Stored items
────

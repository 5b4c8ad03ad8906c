// Copyright (c) AlphaVelocity.
// All rights reserved.
//
// This source code is licensed under the license found in the
// LICENSE file in the root directory of this source tree.

use crate::aggregates::{
    CategoryShare, MonthTotal, PeriodFilter, PortfolioSummary, category_breakdown,
    category_shares, filter_by_period, monthly_trend, net_worth_impact, period_label,
    portfolio_summary, total,
};
use crate::catalog::strip_emoji;
use crate::commands::{connect, open_state};
use crate::config::load_session;
use crate::models::{Expense, Investment};
use crate::remote::InvestmentRepository;
use crate::store::KvStore;
use crate::utils::{fmt_inr, fmt_pct, maybe_print_json, parse_month, pretty_table};
use anyhow::Result;
use chrono::{DateTime, Datelike, Local, TimeZone};
use rust_decimal::Decimal;
use serde::Serialize;

#[derive(Debug, Serialize)]
pub struct AnalyticsReport {
    pub month: PeriodFilter,
    pub month_spend: Decimal,
    pub categories: Vec<CategoryShare>,
    pub trend: Vec<MonthTotal>,
    pub portfolio: Option<PortfolioSummary>,
    pub net_worth_impact: Decimal,
}

pub fn build_report<Tz: TimeZone>(
    expenses: &[Expense],
    investments: Option<&[Investment]>,
    month: PeriodFilter,
    months: usize,
    now: &DateTime<Tz>,
) -> AnalyticsReport {
    let tz = now.timezone();
    let in_month = filter_by_period(expenses, &month, &tz);
    let month_spend = total(in_month.iter().copied());
    let categories = category_shares(&category_breakdown(in_month.iter().copied()));
    let portfolio = investments.map(portfolio_summary);
    AnalyticsReport {
        month,
        month_spend,
        categories,
        trend: monthly_trend(expenses, now, months),
        net_worth_impact: net_worth_impact(portfolio.as_ref(), month_spend),
        portfolio,
    }
}

pub fn handle<S: KvStore>(store: &S, m: &clap::ArgMatches) -> Result<()> {
    let state = open_state(store, m)?;
    let now = Local::now();
    let month = match m.get_one::<String>("month") {
        Some(s) => parse_month(s)?,
        None => PeriodFilter::month_of(now.year(), now.month()),
    };
    let months = usize::from(*m.get_one::<u16>("months").unwrap_or(&6));

    // Portfolio data only exists remotely; without a session the report is
    // expenses-only, and a failed fetch is logged rather than fatal.
    let investments = if load_session(store)?.is_some() {
        match connect(store).and_then(|r| {
            r.client
                .list_investments(&r.session.user_id)
                .map_err(Into::into)
        }) {
            Ok(rows) => Some(rows),
            Err(e) => {
                log::error!("analytics: fetching investments failed: {:#}", e);
                None
            }
        }
    } else {
        None
    };

    let report = build_report(state.expenses(), investments.as_deref(), month, months, &now);
    if !maybe_print_json(m.get_flag("json"), m.get_flag("jsonl"), &report)? {
        print_report(&report);
    }
    Ok(())
}

fn print_report(r: &AnalyticsReport) {
    println!(
        "Monthly spending ({}): {}",
        period_label(&r.month),
        fmt_inr(&r.month_spend)
    );
    match &r.portfolio {
        Some(p) => {
            println!("Total invested: {}", fmt_inr(&p.total_invested));
            println!("Portfolio return: {}", fmt_pct(&p.return_pct));
        }
        None => println!("No investment data yet"),
    }
    println!("Net worth impact: {}", fmt_inr(&r.net_worth_impact));

    if !r.categories.is_empty() {
        let rows = r
            .categories
            .iter()
            .map(|c| vec![strip_emoji(&c.category), fmt_inr(&c.amount), fmt_pct(&c.percent)])
            .collect();
        println!("{}", pretty_table(&["Category", "Spent", "Share"], rows));
    }

    if let Some(p) = &r.portfolio {
        let rows = p
            .allocation
            .iter()
            .map(|(kind, amt)| {
                let share = if p.total_invested.is_zero() {
                    Decimal::ZERO
                } else {
                    *amt / p.total_invested * Decimal::ONE_HUNDRED
                };
                vec![kind.to_string(), fmt_inr(amt), fmt_pct(&share)]
            })
            .collect();
        println!("{}", pretty_table(&["Investment", "Invested", "Share"], rows));
    }

    let rows = r
        .trend
        .iter()
        .map(|t| vec![t.label.clone(), fmt_inr(&t.total)])
        .collect();
    println!("{}", pretty_table(&["Month", "Expenses"], rows));
}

────

● YOUR GOAL
Collect the lines of the data that carry the word "AnalyticsReport".

● OUTPUT OF THE EXERCISE
pub struct AnalyticsReport {
) -> AnalyticsReport {
    AnalyticsReport {
fn print_report(r: &AnalyticsReport) {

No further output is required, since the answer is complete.